Home Protection Trusts and estate protection schemes

We report on a current High Court dispute that sheds some light on increasingly common estate protection schemes such as Home Protection Trusts that people are using to avoid liability for both Inheritance Tax and care home fees.

Over recent years, many people have entered into what are usually known as Home Protection Trusts (or “HPTs”). It transfers ownership of their property out of their personal names and into the names of Trustees. This means that if they later need to go into a care home then the property won’t be treated as an asset available for Local Authorities to call upon to fund care home fees. Furthermore, when the owner passes away, the asset won’t then be treated as being within that person’s estate when calculating Inheritance Tax.

However, as with most tax avoidance schemes, there are various issues and pitfalls that people need to be aware of. The Claim brought by Prof. Christopher Gosden highlights one of them.

In 2003, Prof. Gosden’s mother, Jean Weddell, made a will which left her whole estate to her son and daughter-in-law. At the same time, she set up an “Estate Protection Scheme”, transferring her London home (now worth £1.25 million) into the names of herself, her son and daughter-in-law as trustees of the scheme. Subsequently, though, Jean met and fell in love with Wendy Cook, a barrister 37 years her junior. They entered into a civil partnership in 2007 and in 2010, Jean made a new Will leaving most of her estate to Wendy.

The key point is that in 2010, Jean also sold her property without Prof. Gosden’s knowledge. By the time of her death, there was only £5,000 left in her estate.

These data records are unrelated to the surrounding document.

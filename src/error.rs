//! Error types for the voice tutor

use thiserror::Error;

/// Result type alias for voice tutor operations
pub type Result<T> = std::result::Result<T, Error>;

/// Errors that can occur while driving a spoken turn
#[derive(Debug, Error)]
pub enum Error {
    /// Configuration error
    #[error("configuration error: {0}")]
    Config(String),

    /// Microphone access was refused
    #[error("microphone permission denied: {0}")]
    PermissionDenied(String),

    /// The recording assembled to zero bytes
    #[error("recording is empty")]
    EmptyRecording,

    /// Audio device or codec error
    #[error("audio error: {0}")]
    Audio(String),

    /// Transcription phase failed
    #[error("transcription error: {0}")]
    Transcription(String),

    /// Streaming reply failed
    #[error("stream error: {0}")]
    Stream(String),

    /// No snapshot arrived before the watchdog expired
    #[error("timed out after {0:?} without a reply")]
    Timeout(std::time::Duration),

    /// Reply playback failed
    #[error("playback error: {0}")]
    Playback(String),

    /// Speaking metrics request failed
    #[error("metrics error: {0}")]
    Metrics(String),

    /// Escalation submission failed
    #[error("escalation error: {0}")]
    Escalation(String),

    /// Escalation is turned off in configuration
    #[error("escalation is disabled")]
    EscalationDisabled,

    /// Operation was cancelled
    #[error("cancelled")]
    Cancelled,

    /// IO error
    #[error("io error: {0}")]
    Io(#[from] std::io::Error),

    /// HTTP error
    #[error("http error: {0}")]
    Http(#[from] reqwest::Error),

    /// Serialization error
    #[error("serialization error: {0}")]
    Serialization(#[from] serde_json::Error),

    /// TOML parsing error
    #[error("toml error: {0}")]
    Toml(#[from] toml::de::Error),
}

impl Error {
    /// Whether this error terminates the active turn
    ///
    /// Playback, metrics and escalation failures never abort a turn.
    #[must_use]
    pub const fn is_turn_fatal(&self) -> bool {
        matches!(
            self,
            Self::Transcription(_)
                | Self::Stream(_)
                | Self::Timeout(_)
                | Self::Http(_)
                | Self::Serialization(_)
        )
    }
}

Prof. Gosden is now suing the solicitors who set up the “Estate Protection Scheme”, arguing that they should have advised him to take protective steps to ensure that his mother couldn’t sell the Property without his knowledge. He claims that the whole procedure was designed to “ring-fence” the property and to ensure it passed down to him and his wife on his mother’s death.

The solicitors argue that they never acted for Prof. Gosden and at no stage agreed to advise him. Further, they say that if his mother had breached her duties as a Trustee (by selling the Property without the knowledge of the other Trustees), then he should have sued his mother.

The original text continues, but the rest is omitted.